Taliban forces keep watch inside Kabul, Afghanistan August 16, 2021. (Reuters)
Taliban forces keep watch inside Kabul, Afghanistan August 16, 2021. (Reuters)

The Russian and British empires battled over Afghanistan in the 19th century, and the United States and the Soviet Union in the 20th. As the Taliban takes over in the strategic, landlocked nation, the new Great Game has Pakistan in control, with its ally China looking to cement its grip on the region.

Pakistan has deep ties with the Taliban and has been accused of supporting the extremist group as it battled the US-backed government in Kabul - charges denied by Islamabad.

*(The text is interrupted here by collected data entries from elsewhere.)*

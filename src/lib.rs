//! # Grappelli
//!
//! A runtime dependency-injection container for Rust.
//!
//! Grappelli wires applications together at run time: providers are
//! registered against hashable specifications, an object graph resolves
//! them recursively with scope-aware caching, and the whole declared
//! structure can be validated for missing dependencies and cycles before
//! the first instance is ever produced.
//!
//! ## Core Ideas
//!
//! - **Specifications**: string, type, tuple or categorized keys naming
//!   requestable things
//! - **Providers**: factory, function and instance recipes with explicit
//!   dependency maps
//! - **Scopes**: singleton, per-process and per-thread caches, plus custom
//!   scopes under user-chosen tags
//! - **Modules**: reusable declaration bundles, installable by hand or
//!   discovered at link time
//!
//! The implementation lives in [`grappelli_di`]; this crate re-exports its
//! public surface.
//!
//! ## Quick Start
//!
//! ```
//! use grappelli::{DependencyMap, ObjectGraph, ScopeTag, Spec, to_object};
//!
//! let graph = ObjectGraph::new();
//! graph.register_instance(Spec::name("name"), "django");
//! graph
//! 	.register_factory(
//! 		Spec::name("greeting"),
//! 		DependencyMap::new().with_position(Spec::name("name")),
//! 		Some(&ScopeTag::SINGLETON),
//! 		|args| {
//! 			let name = *args.positional_as::<&str>(0)?;
//! 			Ok(to_object(format!("hello, {name}")))
//! 		},
//! 	)
//! 	.unwrap();
//!
//! graph.validate().unwrap();
//! let greeting = graph.get_as::<String>(&Spec::name("greeting")).unwrap();
//! assert_eq!(*greeting, "hello, django");
//! ```

pub use grappelli_di::*;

When the Taliban captured Kabul last week, Pakistan Prime Minister Imran Khan said Afghans had broken the “shackles of slavery”.

As the Taliban holds discussions to decide on its government model, media reports have said some Pakistani officials are involved.

A Foreign Office spokesperson in Islamabad said Pakistan wanted an inclusive political settlement in Afghanistan that ensured peace and stability in the region but added the “key role remains with the Afghans”.

China, with no previous involvement in Afghanistan but a strong alliance with Pakistan, has held out an olive branch to the Taliban, enticed by the country’s mineral wealth, including its large reserves of lithium, a key component for electric vehicles. China is also looking at the prospect of extra security for its narrow land route through the Karakoram mountains into Pakistan.

And then there is India - Pakistan’s old enemy, which has been locked in a military standoff with China along their disputed border for more than a year. India was a key supporter of the ousted regime in Kabul and as both Pakistan and China become key players in a Taliban-ruled Afghanistan, New Delhi’s nervousness in increasing.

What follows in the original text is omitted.